Fogo Fátuo: mil poemas de poeta algum
- João Rosa de Castro
- há 12 minutos
- 3 min de leitura

Quantos poemas um sujeito precisa ter escrito para ser considerado poeta ou escritor?
Para responder esta pergunta são necessárias algumas considerações, a saber: o que é um poema, e verificar se as qualidades do poema estão na maioria dos poemas escritos pelo sujeito; saber o que é escrever, porque um elefante pode escrever por instinto ou impulso ou adestramento, um infante pode escrever por acidente e nem um nem outro poderá ser considerado escritor; e verificar ainda o que é ser um escritor.
“Um poema é um gênero textual dividido em estrofes e versos. Cada estrofe é constituída por versos (não tendo um número exato) introduzidos pelo sentido das frases — e mais raramente em conversa — em que a poesia, forma de expressão estética através da língua, geralmente se manifesta.
Além dos versos, não obrigatoriamente, fazem parte da estrutura do poema as estrofes, a rima e a métrica.
Conforme a disposição dos versos e dos outros elementos estruturais, os poemas podem receber classificações ou nomes específicos (ou ser considerados gêneros literários próprios), tais como, haikai, poema-colagem, soneto, poema-dramático, poema-figurado, poesia visual, poesia concreta, epopeia, etc.
Fortemente relacionado com música, beleza e arte, o poema tem as suas raízes históricas nas letras de acompanhamento de peças musicais. Até a Idade Média, os poemas eram cantados. Só depois o texto foi separado do acompanhamento musical. Tal como na música, o ritmo tem uma grande importância.
Diferencia-se poema, gênero textual em verso em que na maioria das vezes há poesia, de poesia, que são frases que emocionam, tocam a sensibilidade e sugerem emoções por meio de uma linguagem.
Na Grécia Antiga, o poema foi a forma predominante de literatura. Os três gêneros (lírico, dramático e épico) eram escritos em forma de poesia. A narrativa, entretanto, foi ganhando importância, ficando a poesia mais relacionada com o gênero lírico.
A poesia tinha uma forma fixa: seus versos eram metrificados, isto é, observavam os acentos, a contagem silábica, o ritmo e as rimas. A contagem silábica dos versos foi sempre muito valorizada até o início do século XX, quando a obra que não se encaixasse nas normas de metrificação não era considerada poesia. Isto mudou com a influência do Modernismo, movimento cultural surgido na Europa que buscava ruptura com o classicismo. Atualmente o ritmo dos versos foi “liberado” e temos os chamados “versos livres” que não seguem nenhuma métrica, ainda que repousem sobre um determinado ritmo.
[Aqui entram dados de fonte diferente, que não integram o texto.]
/*!
 * Cue translation tests with the mock engine
 */

use std::sync::Arc;

use yttrans::errors::{ErrorKind, ValidationError};
use yttrans::ports::SubtitleTranslator;
use yttrans::providers::mock::MockEngine;
use yttrans::subtitle_processor::parse_srt_cues;
use yttrans::translation::{CueTranslator, TranslationCache};

use crate::common::{SAMPLE_SRT, english_subtitle};

#[tokio::test]
async fn test_translate_shouldKeepCueCountAndTimecodes() {
    let translator = CueTranslator::new(Arc::new(MockEngine::working()));

    let translated = translator.translate(&english_subtitle(), "ja", None).await.unwrap();

    let original = parse_srt_cues(SAMPLE_SRT);
    let result = parse_srt_cues(translated.text().unwrap());
    assert_eq!(original.len(), result.len());
    for (before, after) in original.iter().zip(&result) {
        assert_eq!(before.number, after.number);
        assert_eq!(before.timecode, after.timecode);
        assert_eq!(after.text, format!("[ja] {}", before.text));
    }
}

#[tokio::test]
async fn test_sharedCache_acrossDocuments_shouldTranslateOnce() {
    let engine = Arc::new(MockEngine::working());
    let cache = TranslationCache::new(true);
    let translator = CueTranslator::new(engine.clone()).with_cache(cache.clone());

    translator.translate(&english_subtitle(), "ko", None).await.unwrap();
    translator.translate(&english_subtitle(), "ko", None).await.unwrap();

    assert_eq!(engine.request_count(), 3);
    assert_eq!(cache.stats().hits, 3);
}

#[tokio::test]
async fn test_disabledCache_shouldCallEngineEveryTime() {
    let engine = Arc::new(MockEngine::working());
    let translator = CueTranslator::new(engine.clone()).with_cache(TranslationCache::new(false));

    translator.translate(&english_subtitle(), "ko", None).await.unwrap();
    translator.translate(&english_subtitle(), "ko", None).await.unwrap();

    assert_eq!(engine.request_count(), 6);
}

#[tokio::test]
async fn test_translate_withIntermittentEngine_shouldFailWholeDocument() {
    let translator = CueTranslator::new(Arc::new(MockEngine::intermittent(2)));

    let err = translator.translate(&english_subtitle(), "ko", None).await.unwrap_err();

    assert_eq!(err.kind(), ErrorKind::Provider);
}

#[tokio::test]
async fn test_translate_withEngineOutage_shouldBeProviderErrorNotUnsupported() {
    let translator = CueTranslator::new(Arc::new(MockEngine::failing()));

    let err = translator.translate(&english_subtitle(), "ko", None).await.unwrap_err();

    assert_eq!(err.kind(), ErrorKind::Provider);
    assert!(err.as_validation().is_none());
}

#[tokio::test]
async fn test_translate_withGarbage_shouldReportNoValidCues() {
    let translator = CueTranslator::new(Arc::new(MockEngine::working()));
    let subtitle = english_subtitle().with_text("garbage\nno structure");

    let err = translator.translate(&subtitle, "ko", None).await.unwrap_err();

    assert_eq!(err.as_validation(), Some(&ValidationError::NoValidCues));
}

#[tokio::test]
async fn test_capabilityQueries_shouldReflectEngine() {
    let translator = CueTranslator::new(Arc::new(MockEngine::working().with_pairs(&[("en", "ko")])));

    assert!(translator.is_language_pair_supported("en", "ko").await.unwrap());
    assert!(!translator.is_language_pair_supported("ko", "en").await.unwrap());

    let languages = translator.list_supported_languages().await.unwrap();
    assert_eq!(languages.into_iter().collect::<Vec<_>>(), vec!["en".to_string(), "ko".to_string()]);
}
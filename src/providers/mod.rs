/*!
 * Provider implementations for the pipeline ports.
 *
 * External tools:
 * - `ytdlp`: video download through yt-dlp
 * - `whisper`: existing caption lookup, Whisper speech-to-text fallback
 * - `ffmpeg`: soft or hard subtitle embedding
 *
 * Translation engines (used through `translation::CueTranslator`):
 * - `libretranslate`: LibreTranslate HTTP server
 * - `ollama`: local LLM server
 * - `mock`: scripted engine for tests
 */

use std::time::Duration;

use log::warn;
use reqwest::{RequestBuilder, Response, StatusCode};

use crate::errors::ProviderError;

pub mod ffmpeg;
pub mod libretranslate;
pub mod mock;
pub mod ollama;
pub mod whisper;
pub mod ytdlp;

/// Retry policy of the HTTP engines
///
/// Network failures, 5xx and 429 answers are retried with exponential
/// backoff; other error statuses fail immediately.
#[derive(Debug, Clone, Copy, PartialEq, Eq)]
pub struct RetryPolicy {
    /// Retries after the first attempt
    pub max_retries: u32,
    /// Delay before the first retry, doubled on each further retry
    pub backoff_base_ms: u64,
}

impl RetryPolicy {
    pub fn new(max_retries: u32, backoff_base_ms: u64) -> Self {
        Self { max_retries, backoff_base_ms }
    }

    /// Delay before retry number `attempt` (1-based)
    pub fn backoff(&self, attempt: u32) -> Duration {
        let factor = 1u64 << attempt.saturating_sub(1).min(16);
        Duration::from_millis(self.backoff_base_ms.saturating_mul(factor))
    }
}

impl Default for RetryPolicy {
    fn default() -> Self {
        Self::new(3, 1000)
    }
}

fn is_retryable(status: StatusCode) -> bool {
    status.is_server_error() || status == StatusCode::TOO_MANY_REQUESTS
}

/// Send a request, retrying per `policy`
///
/// `build` is called once per attempt. Returns the first successful response.
pub(crate) async fn send_with_retry<F>(
    service: &str,
    policy: RetryPolicy,
    build: F,
) -> Result<Response, ProviderError>
where
    F: Fn() -> RequestBuilder,
{
    let mut attempt = 0;
    let mut last_error;

    loop {
        match build().send().await {
            Ok(response) => {
                let status = response.status();
                if status.is_success() {
                    return Ok(response);
                }

                let message = response
                    .text()
                    .await
                    .unwrap_or_else(|_| "Failed to get error response text".to_string());
                let error = ProviderError::ApiError { status_code: status.as_u16(), message };
                if !is_retryable(status) {
                    return Err(error);
                }
                last_error = error;
            }
            Err(e) => {
                last_error = if e.is_connect() || e.is_timeout() {
                    ProviderError::ConnectionError(format!("{}: {}", service, e))
                } else {
                    ProviderError::RequestFailed(format!("{}: {}", service, e))
                };
            }
        }

        attempt += 1;
        if attempt > policy.max_retries {
            return Err(last_error);
        }

        warn!("{} request failed: {} - attempt {}/{}", service, last_error, attempt, policy.max_retries + 1);
        tokio::time::sleep(policy.backoff(attempt)).await;
    }
}

/// Join a base URL and an API path without doubling slashes
pub(crate) fn endpoint_url(base: &str, path: &str) -> String {
    format!("{}/{}", base.trim_end_matches('/'), path.trim_start_matches('/'))
}
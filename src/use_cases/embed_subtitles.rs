use std::path::Path;
use std::sync::Arc;

use log::debug;

use crate::domain::{Subtitle, Video};
use crate::errors::{PipelineError, ValidationError};
use crate::ports::{EmbedMode, ProgressCallback, SubtitleEmbedder};
use crate::use_cases::ensure_exists;

/// Embeds a subtitle into a video
#[derive(Debug, Clone)]
pub struct EmbedSubtitlesUseCase {
    embedder: Arc<dyn SubtitleEmbedder>,
}

impl EmbedSubtitlesUseCase {
    pub fn new(embedder: Arc<dyn SubtitleEmbedder>) -> Self {
        Self { embedder }
    }

    /// Embed `subtitle` into `video`, writing `output_path`
    ///
    /// Returns a new video for the output file. It keeps the identifier,
    /// source URL and title, has no subtitle list and is flagged as having
    /// an embedded subtitle.
    pub async fn execute(
        &self,
        video: &Video,
        subtitle: &Subtitle,
        output_path: &Path,
        mode: EmbedMode,
        progress: Option<&ProgressCallback>,
    ) -> Result<Video, PipelineError> {
        let video_path = video.file_path().ok_or(ValidationError::MissingFilePath("video"))?;
        let subtitle_path = subtitle.file_path().ok_or(ValidationError::MissingFilePath("subtitle"))?;
        ensure_exists("video file", video_path)?;
        ensure_exists("subtitle file", subtitle_path)?;

        if output_path == video_path {
            return Err(ValidationError::OutputOverwritesInput(output_path.to_path_buf()).into());
        }

        debug!("Embedding {:?} into {:?} ({})", subtitle_path, video_path, mode);
        let embedded_path = self.embedder.embed(video, subtitle, output_path, mode, progress).await?;

        let mut embedded = Video::new(video.video_id().clone(), video.source_url())
            .with_file_path(embedded_path)
            .with_embedded_subtitle(true);
        if let Some(title) = video.title() {
            embedded = embedded.with_title(title);
        }

        Ok(embedded)
    }
}
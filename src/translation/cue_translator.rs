/*!
 * Cue-level subtitle translation.
 *
 * `CueTranslator` is the subtitle translator built on top of a plain text
 * [`TranslationEngine`]. It parses the SRT content into cues, translates
 * each cue text on its own and in order, and reassembles the document, so
 * cue numbers and timecodes come out exactly as they went in.
 */

use std::collections::BTreeSet;
use std::path::Path;
use std::sync::Arc;

use async_trait::async_trait;
use log::{debug, info};

use crate::domain::{Subtitle, SubtitleFormat};
use crate::errors::{PipelineError, ProviderError, ResourceError, ValidationError};
use crate::ports::{ProgressCallback, ProgressReporter, SubtitleTranslator};
use crate::subtitle_processor::{SubtitleCue, parse_srt_cues, reassemble_srt};
use crate::translation::cache::TranslationCache;
use crate::translation::engine::TranslationEngine;

/// Progress is reported every this many cues
const PROGRESS_INTERVAL: usize = 10;

/// Subtitle translator that translates SRT cue by cue
#[derive(Debug, Clone)]
pub struct CueTranslator {
    engine: Arc<dyn TranslationEngine>,
    cache: TranslationCache,
}

impl CueTranslator {
    /// Create a translator with an enabled cache
    pub fn new(engine: Arc<dyn TranslationEngine>) -> Self {
        Self { engine, cache: TranslationCache::default() }
    }

    /// Use the given cache instead of the default one
    pub fn with_cache(mut self, cache: TranslationCache) -> Self {
        self.cache = cache;
        self
    }

    pub fn cache(&self) -> &TranslationCache {
        &self.cache
    }

    /// Inline text, or the content of the subtitle file
    async fn load_content(&self, subtitle: &Subtitle) -> Result<String, PipelineError> {
        if let Some(text) = subtitle.text() {
            return Ok(text.to_string());
        }

        let path = subtitle.file_path().ok_or(ValidationError::MissingSubtitleContent)?;
        read_subtitle_file(path).await
    }

    async fn translate_cue(
        &self,
        cue: &SubtitleCue,
        source_language: &str,
        target_language: &str,
    ) -> Result<SubtitleCue, ProviderError> {
        if let Some(cached) = self.cache.get(&cue.text, source_language, target_language) {
            return Ok(cue.with_text(cached));
        }

        let translated = self.engine.translate_text(&cue.text, source_language, target_language).await?;
        let translated = collapse_blank_lines(&translated);
        if translated.is_empty() {
            return Err(ProviderError::EmptyResponse(format!(
                "{} returned nothing for cue {}",
                self.engine.name(),
                cue.number
            )));
        }

        self.cache.store(&cue.text, source_language, target_language, &translated);
        Ok(cue.with_text(translated))
    }
}

/// Engine output as cue text: trimmed, without blank lines
///
/// A blank line ends an SRT block, so one inside a cue would split it.
fn collapse_blank_lines(text: &str) -> String {
    text.lines()
        .map(str::trim_end)
        .filter(|line| !line.trim().is_empty())
        .collect::<Vec<_>>()
        .join("\n")
        .trim()
        .to_string()
}

async fn read_subtitle_file(path: &Path) -> Result<String, PipelineError> {
    if !path.exists() {
        return Err(ResourceError::NotFound { what: "subtitle file", path: path.to_path_buf() }.into());
    }

    tokio::fs::read_to_string(path)
        .await
        .map_err(|e| ResourceError::io(path, e).into())
}

#[async_trait]
impl SubtitleTranslator for CueTranslator {
    async fn translate(
        &self,
        subtitle: &Subtitle,
        target_language: &str,
        progress: Option<&ProgressCallback>,
    ) -> Result<Subtitle, PipelineError> {
        if subtitle.format() != SubtitleFormat::Srt {
            return Err(ValidationError::UntranslatableFormat(subtitle.format().to_string()).into());
        }

        let reporter = ProgressReporter::new(progress);
        reporter.report("Preparing translation", 0.0);

        let content = self.load_content(subtitle).await?;
        if content.trim().is_empty() {
            return Err(ValidationError::EmptyContent.into());
        }

        let source_language = subtitle.language();
        if !self.engine.is_pair_supported(source_language, target_language).await? {
            return Err(ValidationError::UnsupportedLanguagePair {
                source_language: source_language.to_string(),
                target_language: target_language.to_string(),
            }
            .into());
        }

        reporter.report("Loading translation engine", 10.0);
        self.engine.prepare(source_language, target_language).await?;

        reporter.report("Parsing subtitles", 20.0);
        let cues = parse_srt_cues(&content);
        if cues.is_empty() {
            return Err(ValidationError::NoValidCues.into());
        }

        let total = cues.len();
        info!(
            "Translating {} cues from {} to {} with {}",
            total,
            source_language,
            target_language,
            self.engine.name()
        );
        reporter.report(&format!("Translating {} cues", total), 30.0);

        let mut translated = Vec::with_capacity(total);
        for (index, cue) in cues.iter().enumerate() {
            translated.push(self.translate_cue(cue, source_language, target_language).await?);

            if index % PROGRESS_INTERVAL == 0 {
                let percent = 30.0 + 60.0 * (index + 1) as f32 / total as f32;
                reporter.report(&format!("Translating ({}/{})", index + 1, total), percent);
            }
        }

        reporter.report("Reassembling subtitles", 90.0);
        let output = reassemble_srt(&translated);

        let stats = self.cache.stats();
        debug!("Cue cache: {} hits, {} misses", stats.hits, stats.misses);

        reporter.complete("Translation complete");
        Ok(subtitle.with_translation(output, target_language))
    }

    async fn list_supported_languages(&self) -> Result<BTreeSet<String>, PipelineError> {
        Ok(self.engine.supported_languages().await?)
    }

    async fn is_language_pair_supported(
        &self,
        source_language: &str,
        target_language: &str,
    ) -> Result<bool, PipelineError> {
        Ok(self.engine.is_pair_supported(source_language, target_language).await?)
    }
}
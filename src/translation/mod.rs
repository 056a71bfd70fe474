/*!
 * Subtitle translation.
 *
 * - `engine`: the plain text `TranslationEngine` trait implemented by the
 *   HTTP and mock engines in `providers`
 * - `cue_translator`: the `SubtitleTranslator` port built on an engine,
 *   translating SRT documents cue by cue
 * - `cache`: per-cue translation cache
 */

pub mod cache;
pub mod cue_translator;
pub mod engine;

pub use self::cache::{CacheStats, TranslationCache};
pub use self::cue_translator::CueTranslator;
pub use self::engine::TranslationEngine;
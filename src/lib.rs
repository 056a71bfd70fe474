/*!
 * # yttrans - video subtitle translation pipeline
 *
 * Downloads an online video, obtains its subtitles, translates them and
 * embeds the translation back into the video.
 *
 * ## Features
 *
 * - Video download through yt-dlp, including existing caption tracks
 * - Subtitle extraction from existing captions, or speech-to-text with Whisper
 * - Cue-by-cue SRT translation with:
 *   - LibreTranslate (HTTP server)
 *   - Ollama (local LLM)
 * - Soft (selectable track) or hard (burned-in) embedding with ffmpeg
 * - ISO 639-1 and ISO 639-2 language code support
 *
 * ## Architecture
 *
 * The library is organized in these main modules:
 * - `domain`: `VideoId`, `Video` and `Subtitle` value types
 * - `ports`: capability traits of the four stages and progress reporting
 * - `use_cases`: one use-case per stage, each calling exactly one port
 * - `providers`: port implementations:
 *   - `providers::ytdlp`, `providers::whisper`, `providers::ffmpeg`: external tools
 *   - `providers::libretranslate`, `providers::ollama`: translation engines
 * - `translation`: SRT cue translation on top of a text engine, with caching
 * - `subtitle_processor`: SRT parsing and reassembly
 * - `identifier`: video id extraction from URLs
 * - `app_config`: Configuration management
 * - `app_controller`: Main application controller and pipeline runner
 * - `file_utils`: Workspace layout and file system operations
 * - `language_utils`: ISO language code utilities
 * - `tools`: external process execution
 * - `errors`: Error taxonomy of the pipeline
 */

// Global lints configuration
// These lints will be allowed but not auto-fixed
#![allow(clippy::uninlined_format_args)]
#![allow(clippy::redundant_closure_for_method_calls)]

// Public modules
pub mod app_config;
pub mod app_controller;
pub mod domain;
pub mod errors;
pub mod file_utils;
pub mod identifier;
pub mod language_utils;
pub mod ports;
pub mod providers;
pub mod subtitle_processor;
pub mod tools;
pub mod translation;
pub mod use_cases;

// Re-export main types for easier usage
pub use app_config::Config;
pub use app_controller::{Controller, PipelineOutcome, PipelineProviders, Stage};
pub use domain::{Subtitle, SubtitleFormat, SubtitleSource, Video, VideoId};
pub use errors::{ErrorKind, PipelineError, ProviderError, ResourceError, ValidationError};
pub use language_utils::{get_language_name, language_codes_match, normalize_to_part2t};
pub use ports::{EmbedMode, ProgressCallback, SubtitleEmbedder, SubtitleExtractor, SubtitleTranslator, VideoDownloader};
pub use subtitle_processor::SubtitleCue;
/*!
 * Use-case tests: preconditions, postconditions and error pass-through
 */

use std::path::Path;
use std::sync::Arc;

use yttrans::domain::{Subtitle, SubtitleFormat, SubtitleSource, Video};
use yttrans::errors::{ErrorKind, ResourceError, ValidationError};
use yttrans::ports::EmbedMode;
use yttrans::providers::mock::MockEngine;
use yttrans::translation::CueTranslator;
use yttrans::use_cases::{
    DownloadVideoUseCase, EmbedSubtitlesUseCase, ExtractSubtitlesUseCase, TranslateSubtitlesUseCase,
};

use crate::common::mock_providers::{
    FakeDownloader, FakeEmbedder, FakeExtractor, WrongLanguageTranslator, test_url,
};
use crate::common::{
    TEST_VIDEO_ID, create_temp_dir, create_test_file, downloaded_video, english_subtitle, test_video_id,
};

#[tokio::test]
async fn test_download_withBlankUrl_shouldFailWithoutCallingDownloader() {
    let downloader = Arc::new(FakeDownloader::new());
    let use_case = DownloadVideoUseCase::new(downloader.clone());
    let dir = create_temp_dir().unwrap();

    let err = use_case.execute("   ", dir.path(), None).await.unwrap_err();

    assert_eq!(err.as_validation(), Some(&ValidationError::EmptyUrl));
    assert_eq!(downloader.calls(), 0);
}

#[tokio::test]
async fn test_download_withProviderFailure_shouldKeepProviderKind() {
    let use_case = DownloadVideoUseCase::new(Arc::new(FakeDownloader::failing()));
    let dir = create_temp_dir().unwrap();

    let err = use_case.execute(&test_url(), dir.path(), None).await.unwrap_err();

    assert_eq!(err.kind(), ErrorKind::Provider);
    assert!(err.to_string().contains("Video unavailable"));
}

#[tokio::test]
async fn test_download_shouldReturnVideoUnderOutputDir() {
    let use_case = DownloadVideoUseCase::new(Arc::new(FakeDownloader::new()));
    let dir = create_temp_dir().unwrap();

    let video = use_case.execute(&test_url(), dir.path(), None).await.unwrap();

    assert_eq!(video.video_id().as_str(), TEST_VIDEO_ID);
    let path = video.file_path().unwrap();
    assert!(path.starts_with(dir.path()));
    assert!(path.exists());
}

#[tokio::test]
async fn test_extract_withBlankLanguage_shouldFail() {
    let extractor = Arc::new(FakeExtractor::new());
    let use_case = ExtractSubtitlesUseCase::new(extractor.clone());
    let dir = create_temp_dir().unwrap();
    let video = downloaded_video(dir.path()).unwrap();

    let err = use_case.execute(&video, &dir.path().join("out.srt"), " ", None).await.unwrap_err();

    assert_eq!(err.as_validation(), Some(&ValidationError::EmptyLanguage));
    assert_eq!(extractor.calls(), 0);
}

#[tokio::test]
async fn test_extract_withoutVideoFile_shouldFailBeforeExtractor() {
    let extractor = Arc::new(FakeExtractor::new());
    let use_case = ExtractSubtitlesUseCase::new(extractor.clone());
    let dir = create_temp_dir().unwrap();

    let no_path = Video::new(test_video_id(), test_url());
    let err = use_case.execute(&no_path, &dir.path().join("out.srt"), "en", None).await.unwrap_err();
    assert_eq!(err.as_validation(), Some(&ValidationError::MissingFilePath("video")));

    let missing = no_path.with_file_path(dir.path().join("gone.mp4"));
    let err = use_case.execute(&missing, &dir.path().join("out.srt"), "en", None).await.unwrap_err();
    assert_eq!(err.kind(), ErrorKind::Resource);

    assert_eq!(extractor.calls(), 0);
}

#[tokio::test]
async fn test_extract_shouldWriteOutputPath() {
    let use_case = ExtractSubtitlesUseCase::new(Arc::new(FakeExtractor::new()));
    let dir = create_temp_dir().unwrap();
    let video = downloaded_video(dir.path()).unwrap();
    let output = dir.path().join("input_subs").join(format!("{}.srt", TEST_VIDEO_ID));

    let subtitle = use_case.execute(&video, &output, "en", None).await.unwrap();

    assert_eq!(subtitle.file_path(), Some(output.as_path()));
    assert_eq!(subtitle.language(), "en");
    assert_eq!(subtitle.source(), SubtitleSource::Whisper);
    assert!(output.exists());
}

#[tokio::test]
async fn test_translate_withEmptyText_shouldFailBeforeAnyProviderCall() {
    let engine = Arc::new(MockEngine::working());
    let use_case = TranslateSubtitlesUseCase::new(Arc::new(CueTranslator::new(engine.clone())));
    let subtitle = english_subtitle().with_text("");

    let err = use_case.execute(&subtitle, "ko", None).await.unwrap_err();

    assert_eq!(err.as_validation(), Some(&ValidationError::EmptySubtitleText));
    assert_eq!(engine.pair_checks(), 0);
    assert_eq!(engine.request_count(), 0);
}

#[tokio::test]
async fn test_translate_withoutContent_shouldFail() {
    let use_case = TranslateSubtitlesUseCase::new(Arc::new(CueTranslator::new(Arc::new(MockEngine::working()))));
    let subtitle = Subtitle::new(test_video_id(), "en", SubtitleFormat::Srt, SubtitleSource::Manual);

    let err = use_case.execute(&subtitle, "ko", None).await.unwrap_err();

    assert_eq!(err.as_validation(), Some(&ValidationError::MissingSubtitleContent));
}

#[tokio::test]
async fn test_translate_withUnsupportedPair_shouldFailBeforeParsing() {
    // Garbage content would fail with NoValidCues if parsing ran first
    let engine = Arc::new(MockEngine::working().with_pairs(&[("en", "ja")]));
    let use_case = TranslateSubtitlesUseCase::new(Arc::new(CueTranslator::new(engine.clone())));
    let subtitle = english_subtitle().with_text("garbage\nno structure");

    let err = use_case.execute(&subtitle, "ko", None).await.unwrap_err();

    assert_eq!(
        err.as_validation(),
        Some(&ValidationError::UnsupportedLanguagePair {
            source_language: "en".to_string(),
            target_language: "ko".to_string(),
        })
    );
    assert_eq!(engine.request_count(), 0);
}

#[tokio::test]
async fn test_translate_withWrongResultLanguage_shouldRejectTransition() {
    let use_case = TranslateSubtitlesUseCase::new(Arc::new(WrongLanguageTranslator::new("fr")));

    let err = use_case.execute(&english_subtitle(), "ko", None).await.unwrap_err();

    assert!(matches!(err.as_validation(), Some(ValidationError::TranslationMismatch(_))));
}

#[tokio::test]
async fn test_translate_shouldRecordSourceLanguage() {
    let use_case = TranslateSubtitlesUseCase::new(Arc::new(CueTranslator::new(Arc::new(MockEngine::working()))));

    let translated = use_case.execute(&english_subtitle(), " ko ", None).await.unwrap();

    assert_eq!(translated.language(), "ko");
    assert_eq!(translated.source_language(), Some("en"));
    assert_eq!(translated.video_id(), english_subtitle().video_id());
    assert!(translated.text().unwrap().contains("[ko] For testing purposes."));
}

#[tokio::test]
async fn test_embed_softMode_shouldProduceDistinctOutput() {
    let embedder = Arc::new(FakeEmbedder::new());
    let use_case = EmbedSubtitlesUseCase::new(embedder.clone());
    let dir = create_temp_dir().unwrap();
    let video = downloaded_video(dir.path()).unwrap();
    let srt = create_test_file(dir.path(), "subs.ko.srt", crate::common::SAMPLE_SRT).unwrap();
    let subtitle = Subtitle::new(test_video_id(), "ko", SubtitleFormat::Srt, SubtitleSource::Manual).with_file_path(srt);
    let output = dir.path().join("final_videos").join("out.mp4");

    let embedded = use_case.execute(&video, &subtitle, &output, EmbedMode::Soft, None).await.unwrap();

    let embedded_path = embedded.file_path().unwrap();
    assert_ne!(embedded_path, video.file_path().unwrap());
    assert_eq!(embedded_path, output.as_path());
    assert!(embedded.has_embedded_subtitle());
    assert!(embedded.subtitles().is_empty());
    assert_eq!(embedded.title(), Some("Test Video"));
    assert_eq!(embedded.source_url(), video.source_url());
    assert_eq!(embedder.modes(), vec![EmbedMode::Soft]);
}

#[tokio::test]
async fn test_embed_withOutputEqualToInput_shouldFail() {
    let embedder = Arc::new(FakeEmbedder::new());
    let use_case = EmbedSubtitlesUseCase::new(embedder.clone());
    let dir = create_temp_dir().unwrap();
    let video = downloaded_video(dir.path()).unwrap();
    let srt = create_test_file(dir.path(), "subs.srt", crate::common::SAMPLE_SRT).unwrap();
    let subtitle = english_subtitle().with_file_path(srt);

    let input = video.file_path().unwrap().to_path_buf();
    let err = use_case.execute(&video, &subtitle, &input, EmbedMode::Hard, None).await.unwrap_err();

    assert_eq!(err.as_validation(), Some(&ValidationError::OutputOverwritesInput(input)));
    assert_eq!(embedder.calls(), 0);
}

#[tokio::test]
async fn test_embed_withMissingSubtitleFile_shouldBeNotFound() {
    let embedder = Arc::new(FakeEmbedder::new());
    let use_case = EmbedSubtitlesUseCase::new(embedder.clone());
    let dir = create_temp_dir().unwrap();
    let video = downloaded_video(dir.path()).unwrap();
    let subtitle = english_subtitle().with_file_path(dir.path().join("missing.srt"));

    let err = use_case
        .execute(&video, &subtitle, Path::new("/tmp/never-written.mp4"), EmbedMode::Soft, None)
        .await
        .unwrap_err();

    match err {
        yttrans::PipelineError::Resource(ResourceError::NotFound { what, .. }) => assert_eq!(what, "subtitle file"),
        other => panic!("unexpected error: {other}"),
    }
    assert_eq!(embedder.calls(), 0);
}
/*!
 * Video identifier derivation.
 *
 * Known URL shapes (`watch?v=`, `/v/`, `youtu.be/`, `embed/`, `shorts/`)
 * yield the identifier embedded in the URL. Anything else falls back to the
 * first 11 hex characters of the MD5 digest of the input, which always
 * satisfies the identifier length rule but may collide.
 */

use std::path::Path;

use once_cell::sync::Lazy;
use regex::Regex;

use crate::domain::{VIDEO_ID_LENGTH, VideoId};
use crate::errors::ValidationError;

/// Prefix of the source marker used for media that did not come from a URL
pub const LOCAL_SOURCE_PREFIX: &str = "local:";

// Checked in order, first match wins
static VIDEO_ID_PATTERNS: Lazy<Vec<Regex>> = Lazy::new(|| {
    [
        r"(?:v=|/v/|youtu\.be/)([a-zA-Z0-9_-]{11})",
        r"(?:embed/)([a-zA-Z0-9_-]{11})",
        r"(?:shorts/)([a-zA-Z0-9_-]{11})",
    ]
    .iter()
    .filter_map(|pattern| Regex::new(pattern).ok())
    .collect()
});

/// Derive the identifier of a video URL
///
/// Fails only when `url` is blank.
pub fn extract_video_id(url: &str) -> Result<VideoId, ValidationError> {
    if url.trim().is_empty() {
        return Err(ValidationError::EmptyUrl);
    }

    for pattern in VIDEO_ID_PATTERNS.iter() {
        if let Some(id) = pattern.captures(url).and_then(|caps| caps.get(1)) {
            return VideoId::new(id.as_str());
        }
    }

    VideoId::new(&fallback_id(url))
}

/// Hash based identifier for inputs that match no known URL shape
pub fn fallback_id(input: &str) -> String {
    let digest = format!("{:x}", md5::compute(input.as_bytes()));
    digest[..VIDEO_ID_LENGTH].to_string()
}

/// Source marker for a media file given by local path
pub fn local_source_marker(path: &Path) -> String {
    format!("{}{}", LOCAL_SOURCE_PREFIX, path.display())
}

/// True if `source_url` is a local source marker
pub fn is_local_source(source_url: &str) -> bool {
    source_url.starts_with(LOCAL_SOURCE_PREFIX)
}

/// Identifier for a media file given by local path
///
/// Downloads are stored one directory per identifier, so a valid parent
/// directory name is reused. Otherwise the path is hashed.
pub fn video_id_for_local_file(path: &Path) -> Result<VideoId, ValidationError> {
    let parent_name = path
        .parent()
        .and_then(|parent| parent.file_name())
        .and_then(|name| name.to_str());

    if let Some(id) = parent_name.and_then(|name| VideoId::new(name).ok()) {
        return Ok(id);
    }

    VideoId::new(&fallback_id(&path.to_string_lossy()))
}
O poema tem suas personagens, que permitem supor não necessariamente representarem a verdadeira face do poeta (ou do escritor). De modo que, se há personagens, narração, conflitos internos, etc., podemos dizer que o poema é ficção — assim como a crônica, o conto, a novela, o romance, etc.
Na terceira acepção do verbete “escrever” do dicionário Michaelis, temos que escrever “é compor ou redigir um trabalho literário ou científico, artigo jornalístico, etc.”.
No dicionário Houaiss, há quinze significados para o verbete escrever; no terceiro deles, diz que “escrever é compor trabalho literário, científico, etc.”. E no décimo quarto, ele diz: “escrever é exercer o ofício de escritor (arte)”.
De tal sorte que se um sujeito escrever um único poema ficcional considerado de ‘boa’ qualidade pela crítica literária comprometida com as funções reais da literatura poderá ser tido por escritor; em contrapartida, se um sujeito escrever mil poemas de uma qualidade que avilte o gênero, poderá não ser considerado escritor pela mesma crítica, mas apenas um sujeito que escreve, como o elefante e sua tromba, e o infante e seu brinquedo de escrever.